Publication year - 2015
Publication title -
journal of thrombosis and haemostasis
Language(s) - English
Resource type - Journals
SCImago Journal Rank - 1.947
H-Index - 178
eISSN - 1538-7836
pISSN - 1538-7933
DOI - 10.1111/jth.13000
Subject(s) - medicine , odds ratio , retrospective cohort study , confidence interval , cohort , cirrhosis , low molecular weight heparin , liver disease , heparin
Summary Background Hospitalized patients with cirrhosis are at increased risk for venous thromboembolism ( VTE ). The benefits and risks of pharmacological thromboprohylaxis in these patients have not been well studied. Objectives To examine the safety and efficacy of pharmacological VTE prophylaxis in hospitalized cirrhotic patients. Patients/Methods Retrospective cohort study of patients with cirrhosis hospitalized at an academic tertiary care referral center over a 5‐year period. Results Six hundred hospital admissions accounting for 402 patients were included.

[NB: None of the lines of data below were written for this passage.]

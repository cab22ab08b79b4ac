//! Immutable question repository shared by every session

use crate::config::{deserialize_questions, Question};
use crate::error::{QuizError, Result};
use ahash::AHashSet;
use once_cell::sync::Lazy;
use std::ops::Index;
use std::sync::Arc;

const BUNDLED_JSON: &str = include_str!("../../data/questions.json");

/// Bundled bank, parsed and validated on first use
static BUNDLED: Lazy<Result<QuestionBank>> = Lazy::new(|| QuestionBank::from_json(BUNDLED_JSON));

/// Read-only, validated collection of questions
///
/// Cloning is cheap: all clones share one allocation. A bank is never empty
/// and every record in it has passed [`Question::validate`].
#[derive(Debug, Clone)]
pub struct QuestionBank {
    questions: Arc<[Question]>,
}

impl QuestionBank {
    /// Build a bank from records, rejecting malformed ones
    pub fn from_questions(questions: Vec<Question>) -> Result<Self> {
        validate_questions(&questions)?;
        Ok(Self {
            questions: questions.into(),
        })
    }

    /// Parse and validate a bank from JSON
    pub fn from_json(json: &str) -> Result<Self> {
        Self::from_questions(deserialize_questions(json)?)
    }

    /// The bank shipped with the crate
    pub fn bundled() -> Result<Self> {
        BUNDLED.clone()
    }

    #[inline]
    pub fn len(&self) -> usize {
        self.questions.len()
    }

    /// Always false for a constructed bank; provided for API symmetry
    #[inline]
    pub fn is_empty(&self) -> bool {
        self.questions.is_empty()
    }

    #[inline]
    pub fn get(&self, index: usize) -> Option<&Question> {
        self.questions.get(index)
    }

    pub fn iter(&self) -> std::slice::Iter<'_, Question> {
        self.questions.iter()
    }

    pub fn as_slice(&self) -> &[Question] {
        &self.questions
    }
}

impl Index<usize> for QuestionBank {
    type Output = Question;

    fn index(&self, index: usize) -> &Self::Output {
        &self.questions[index]
    }
}

/// Validate every record, naming the first malformed one by its bank index.
/// Repeated question texts are allowed but logged.
fn validate_questions(questions: &[Question]) -> Result<()> {
    if questions.is_empty() {
        return Err(QuizError::Configuration(
            "question bank is empty".to_string(),
        ));
    }

    let mut seen: AHashSet<&str> = AHashSet::with_capacity(questions.len());
    for (index, question) in questions.iter().enumerate() {
        question.validate().map_err(|err| match err {
            QuizError::Configuration(msg) => {
                QuizError::Configuration(format!("question #{}: {}", index, msg))
            }
            other => other,
        })?;

        if !seen.insert(question.text.as_str()) {
            tracing::warn!(index, text = %question.text, "duplicate question text in bank");
        }
    }

    Ok(())
}

#[cfg(test)]
mod tests {
    use super::*;

    fn question(text: &str, correct: usize) -> Question {
        Question::new(text, ["A", "B", "C", "D"], correct)
    }

    #[test]
    fn test_bundled_bank_loads() {
        let bank = QuestionBank::bundled().unwrap();
        assert_eq!(bank.len(), 170);
        assert!(bank.iter().all(|q| q.option_count() == 4));
    }

    #[test]
    fn test_empty_bank_rejected() {
        let err = QuestionBank::from_questions(Vec::new()).unwrap_err();
        assert_eq!(
            err,
            QuizError::Configuration("question bank is empty".to_string())
        );
    }

    #[test]
    fn test_malformed_record_named_by_index() {
        let questions = vec![question("ok", 0), question("bad", 7)];
        let err = QuestionBank::from_questions(questions).unwrap_err();
        match err {
            QuizError::Configuration(msg) => assert!(msg.starts_with("question #1:")),
            other => panic!("unexpected error: {:?}", other),
        }
    }

    #[test]
    fn test_duplicates_are_allowed() {
        let questions = vec![question("same", 0), question("same", 1)];
        let bank = QuestionBank::from_questions(questions).unwrap();
        assert_eq!(bank.len(), 2);
    }

    #[test]
    fn test_from_json_invalid_syntax() {
        let err = QuestionBank::from_json("[{").unwrap_err();
        assert!(matches!(err, QuizError::Deserialization(_)));
    }

    #[test]
    fn test_clones_share_storage() {
        let bank = QuestionBank::from_questions(vec![question("q", 2)]).unwrap();
        let copy = bank.clone();
        assert!(std::ptr::eq(bank.as_slice(), copy.as_slice()));
        assert_eq!(copy[0].correct_index, 2);
    }
}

VTE prophylaxis was administered during 296 (49%) admissions. Patients receiving VTE prophylaxis were older (59 years vs. 55 years, P < 0.001), had longer lengths of stay (9.6 days vs. 6.8 days, P = 0.002), and lower Model for End‐Stage Liver Disease scores (13.2 vs. 16.1, P < 0.001). In‐hospital bleeding events (8.1% vs. 5.5%, P = 0.258), gastrointestinal bleeding events (3.0% vs. 3.2% P = 0.52), new VTE events (2.37% vs. 1.65%, P = 0.537), and mortality (8.4% vs. 7.3%, P = 0.599) were similar in the two groups. VTE prophylaxis did not reduce the risk of VTE (odds ratio 0.94, 95% confidence interval 0.23–3.71), and patients receiving unfractionated heparin, but not low molecular weight heparin, were at increased risk for in‐hospital bleeding events (odds ratio 2.38, 95% confidence interval 1.15–4.94 vs. 0.87, 0.37–2.05, respectively). Conclusion The rate of VTE in this cohort of hospitalized cirrhotic patients was low and was unaffected by pharmacological thromboprophylaxis. Unfractionated heparin was associated with an increased risk for in‐hospital bleeding, suggesting that if thromboprophylaxis is indicated, low molecular weight heparin may be favored.